◆ Collected data entries
[Start of Attachment]

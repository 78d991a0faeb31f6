use ofproto::{
    Action, DEFAULT_PRIORITY, FlowMatch, FlowMod, OFPP_LOCAL, RULE_NUM_REG, RULE_VERSION_REG,
    flows_equivalent, reconcile,
};
use std::net::Ipv4Addr;

fn subscriber_flow(table: u8, imsi: u64) -> FlowMod {
    FlowMod::add(table)
        .priority(DEFAULT_PRIORITY)
        .matching(FlowMatch::new().metadata(imsi))
        .apply_actions(vec![
            Action::RegisterLoad {
                dst: RULE_NUM_REG,
                value: 7,
            },
            Action::ResubmitTable { table: table + 1 },
        ])
}

#[test]
fn reconcile_is_idempotent() {
    let desired = vec![
        subscriber_flow(0, 1),
        subscriber_flow(0, 2),
        subscriber_flow(0, 3),
    ];
    let installed = vec![subscriber_flow(0, 2), subscriber_flow(5, 99)];

    let (to_send, _) = reconcile(desired.clone(), &installed);
    assert_eq!(to_send.len(), 2);

    // Applying to_send and reconciling again yields nothing to send.
    let mut now_installed = installed;
    now_installed.extend(to_send);
    let (second, _) = reconcile(desired, &now_installed);
    assert!(second.is_empty());
}

#[test]
fn unclaimed_installed_flows_are_returned() {
    let desired = vec![subscriber_flow(0, 1)];
    let installed = vec![subscriber_flow(0, 1), subscriber_flow(0, 2)];

    let (to_send, unclaimed) = reconcile(desired, &installed);
    assert!(to_send.is_empty());
    // The flow for subscriber 2 is a deletion candidate.
    assert_eq!(unclaimed, vec![subscriber_flow(0, 2)]);
}

#[test]
fn each_installed_flow_is_claimed_at_most_once() {
    // Two identical desired messages, one installed copy: one still
    // needs sending.
    let desired = vec![subscriber_flow(0, 1), subscriber_flow(0, 1)];
    let installed = vec![subscriber_flow(0, 1)];

    let (to_send, unclaimed) = reconcile(desired, &installed);
    assert_eq!(to_send.len(), 1);
    assert!(unclaimed.is_empty());
}

#[test]
fn wildcard_ipv4_equals_absent_field() {
    let any = Ipv4Addr::UNSPECIFIED;
    let with_wildcard = FlowMod::add(0)
        .matching(FlowMatch::new().eth_type(0x0800).ipv4_dst(any, any))
        .resubmit_to(1);
    let without_field = FlowMod::add(0)
        .matching(FlowMatch::new().eth_type(0x0800))
        .resubmit_to(1);

    assert!(flows_equivalent(&with_wildcard, &without_field));
    assert!(flows_equivalent(&without_field, &with_wildcard));
}

#[test]
fn action_order_does_not_matter() {
    let base = FlowMatch::new().metadata(1);
    let a = FlowMod::add(0).matching(base.clone()).apply_actions(vec![
        Action::RegisterLoad {
            dst: RULE_NUM_REG,
            value: 7,
        },
        Action::RegisterLoad {
            dst: RULE_VERSION_REG,
            value: 2,
        },
        Action::ResubmitTable { table: 1 },
    ]);
    let b = FlowMod::add(0).matching(base).apply_actions(vec![
        Action::ResubmitTable { table: 1 },
        Action::RegisterLoad {
            dst: RULE_VERSION_REG,
            value: 2,
        },
        Action::RegisterLoad {
            dst: RULE_NUM_REG,
            value: 7,
        },
    ]);
    assert!(flows_equivalent(&a, &b));
}

#[test]
fn unrecognized_actions_do_not_affect_equivalence() {
    let a = FlowMod::add(0).apply_actions(vec![
        Action::Other("sample(probability=65535)".to_string()),
        Action::ResubmitTable { table: 1 },
    ]);
    let b = FlowMod::add(0).apply_actions(vec![Action::ResubmitTable { table: 1 }]);
    assert!(flows_equivalent(&a, &b));
}

#[test]
fn instruction_count_must_match() {
    let a = FlowMod::add(0)
        .apply_actions(vec![Action::ResubmitTable { table: 1 }])
        .goto_table(2);
    let b = FlowMod::add(0).apply_actions(vec![Action::ResubmitTable { table: 1 }]);
    assert!(!flows_equivalent(&a, &b));
}

#[test]
fn differing_register_value_is_a_different_flow() {
    let a = FlowMod::add(0).apply_actions(vec![Action::RegisterLoad {
        dst: RULE_NUM_REG,
        value: 7,
    }]);
    let b = FlowMod::add(0).apply_actions(vec![Action::RegisterLoad {
        dst: RULE_NUM_REG,
        value: 8,
    }]);
    assert!(!flows_equivalent(&a, &b));
}

#[test]
fn differing_resubmit_target_is_a_different_flow() {
    let a = FlowMod::add(0).resubmit_to(1);
    let b = FlowMod::add(0).resubmit_to(2);
    assert!(!flows_equivalent(&a, &b));
}

#[test]
fn differing_output_port_is_a_different_flow() {
    let a = FlowMod::add(0).apply_actions(vec![Action::Output { port: 1 }]);
    let b = FlowMod::add(0).apply_actions(vec![Action::Output { port: OFPP_LOCAL }]);
    assert!(!flows_equivalent(&a, &b));
}

#[test]
fn table_and_priority_distinguish_flows() {
    let a = subscriber_flow(0, 1);
    assert!(!flows_equivalent(&a, &subscriber_flow(1, 1)));
    let higher = subscriber_flow(0, 1).priority(DEFAULT_PRIORITY + 1);
    assert!(!flows_equivalent(&a, &higher));
}

#[test]
fn multiple_instructions_compare_positionally() {
    let a = FlowMod::add(0)
        .apply_actions(vec![Action::ResubmitTable { table: 1 }])
        .apply_actions(vec![Action::Output { port: 5 }]);
    let b = FlowMod::add(0)
        .apply_actions(vec![Action::ResubmitTable { table: 1 }])
        .apply_actions(vec![Action::Output { port: 5 }]);
    assert!(flows_equivalent(&a, &b));

    let swapped = FlowMod::add(0)
        .apply_actions(vec![Action::Output { port: 5 }])
        .apply_actions(vec![Action::ResubmitTable { table: 1 }]);
    assert!(!flows_equivalent(&a, &swapped));
}

#[test]
fn goto_table_instructions_are_ignored() {
    // Instruction kinds other than action lists carry no comparable
    // content; only their count matters.
    let a = FlowMod::add(0).goto_table(1);
    let b = FlowMod::add(0).goto_table(2);
    assert!(flows_equivalent(&a, &b));
}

[End of Attachment]

◆ Activity
Nothing in the records may change. Print all of them.

◆ Task response
repository 78d991a0faeb31f6
use ofproto::{
    Action, DEFAULT_PRIORITY, FlowMatch, FlowMod, OFPP_LOCAL, RULE_NUM_REG, RULE_VERSION_REG,
    flows_equivalent, reconcile,
};
use std::net::Ipv4Addr;

fn subscriber_flow(table: u8, imsi: u64) -> FlowMod {
    FlowMod::add(table)
        .priority(DEFAULT_PRIORITY)
        .matching(FlowMatch::new().metadata(imsi))
        .apply_actions(vec![
            Action::RegisterLoad {
                dst: RULE_NUM_REG,
                value: 7,
            },
            Action::ResubmitTable { table: table + 1 },
        ])
}

#[test]
fn reconcile_is_idempotent() {
    let desired = vec![
        subscriber_flow(0, 1),
        subscriber_flow(0, 2),
        subscriber_flow(0, 3),
    ];
    let installed = vec![subscriber_flow(0, 2), subscriber_flow(5, 99)];

    let (to_send, _) = reconcile(desired.clone(), &installed);
    assert_eq!(to_send.len(), 2);

    // Applying to_send and reconciling again yields nothing to send.
    let mut now_installed = installed;
    now_installed.extend(to_send);
    let (second, _) = reconcile(desired, &now_installed);
    assert!(second.is_empty());
}

#[test]
fn unclaimed_installed_flows_are_returned() {
    let desired = vec![subscriber_flow(0, 1)];
    let installed = vec![subscriber_flow(0, 1), subscriber_flow(0, 2)];

    let (to_send, unclaimed) = reconcile(desired, &installed);
    assert!(to_send.is_empty());
    // The flow for subscriber 2 is a deletion candidate.
    assert_eq!(unclaimed, vec![subscriber_flow(0, 2)]);
}

#[test]
fn each_installed_flow_is_claimed_at_most_once() {
    // Two identical desired messages, one installed copy: one still
    // needs sending.
    let desired = vec![subscriber_flow(0, 1), subscriber_flow(0, 1)];
    let installed = vec![subscriber_flow(0, 1)];

    let (to_send, unclaimed) = reconcile(desired, &installed);
    assert_eq!(to_send.len(), 1);
    assert!(unclaimed.is_empty());
}

#[test]
fn wildcard_ipv4_equals_absent_field() {
    let any = Ipv4Addr::UNSPECIFIED;
    let with_wildcard = FlowMod::add(0)
        .matching(FlowMatch::new().eth_type(0x0800).ipv4_dst(any, any))
        .resubmit_to(1);
    let without_field = FlowMod::add(0)
        .matching(FlowMatch::new().eth_type(0x0800))
        .resubmit_to(1);

    assert!(flows_equivalent(&with_wildcard, &without_field));
    assert!(flows_equivalent(&without_field, &with_wildcard));
}

#[test]
fn action_order_does_not_matter() {
    let base = FlowMatch::new().metadata(1);
    let a = FlowMod::add(0).matching(base.clone()).apply_actions(vec![
        Action::RegisterLoad {
            dst: RULE_NUM_REG,
            value: 7,
        },
        Action::RegisterLoad {
            dst: RULE_VERSION_REG,
            value: 2,
        },
        Action::ResubmitTable { table: 1 },
    ]);
    let b = FlowMod::add(0).matching(base).apply_actions(vec![
        Action::ResubmitTable { table: 1 },
        Action::RegisterLoad {
            dst: RULE_VERSION_REG,
            value: 2,
        },
        Action::RegisterLoad {
            dst: RULE_NUM_REG,
            value: 7,
        },
    ]);
    assert!(flows_equivalent(&a, &b));
}

#[test]
fn unrecognized_actions_do_not_affect_equivalence() {
    let a = FlowMod::add(0).apply_actions(vec![
        Action::Other("sample(probability=65535)".to_string()),
        Action::ResubmitTable { table: 1 },
    ]);
    let b = FlowMod::add(0).apply_actions(vec![Action::ResubmitTable { table: 1 }]);
    assert!(flows_equivalent(&a, &b));
}

#[test]
fn instruction_count_must_match() {
    let a = FlowMod::add(0)
        .apply_actions(vec![Action::ResubmitTable { table: 1 }])
        .goto_table(2);
    let b = FlowMod::add(0).apply_actions(vec![Action::ResubmitTable { table: 1 }]);
    assert!(!flows_equivalent(&a, &b));
}

#[test]
fn differing_register_value_is_a_different_flow() {
    let a = FlowMod::add(0).apply_actions(vec![Action::RegisterLoad {
        dst: RULE_NUM_REG,
        value: 7,
    }]);
    let b = FlowMod::add(0).apply_actions(vec![Action::RegisterLoad {
        dst: RULE_NUM_REG,
        value: 8,
    }]);
    assert!(!flows_equivalent(&a, &b));
}

#[test]
fn differing_resubmit_target_is_a_different_flow() {
    let a = FlowMod::add(0).resubmit_to(1);
    let b = FlowMod::add(0).resubmit_to(2);
    assert!(!flows_equivalent(&a, &b));
}

#[test]
fn differing_output_port_is_a_different_flow() {
    let a = FlowMod::add(0).apply_actions(vec![Action::Output { port: 1 }]);
    let b = FlowMod::add(0).apply_actions(vec![Action::Output { port: OFPP_LOCAL }]);
    assert!(!flows_equivalent(&a, &b));
}

#[test]
fn table_and_priority_distinguish_flows() {
    let a = subscriber_flow(0, 1);
    assert!(!flows_equivalent(&a, &subscriber_flow(1, 1)));
    let higher = subscriber_flow(0, 1).priority(DEFAULT_PRIORITY + 1);
    assert!(!flows_equivalent(&a, &higher));
}

#[test]
fn multiple_instructions_compare_positionally() {
    let a = FlowMod::add(0)
        .apply_actions(vec![Action::ResubmitTable { table: 1 }])
        .apply_actions(vec![Action::Output { port: 5 }]);
    let b = FlowMod::add(0)
        .apply_actions(vec![Action::ResubmitTable { table: 1 }])
        .apply_actions(vec![Action::Output { port: 5 }]);
    assert!(flows_equivalent(&a, &b));

    let swapped = FlowMod::add(0)
        .apply_actions(vec![Action::Output { port: 5 }])
        .apply_actions(vec![Action::ResubmitTable { table: 1 }]);
    assert!(!flows_equivalent(&a, &swapped));
}

#[test]
fn goto_table_instructions_are_ignored() {
    // Instruction kinds other than action lists carry no comparable
    // content; only their count matters.
    let a = FlowMod::add(0).goto_table(1);
    let b = FlowMod::add(0).goto_table(2);
    assert!(flows_equivalent(&a, &b));
}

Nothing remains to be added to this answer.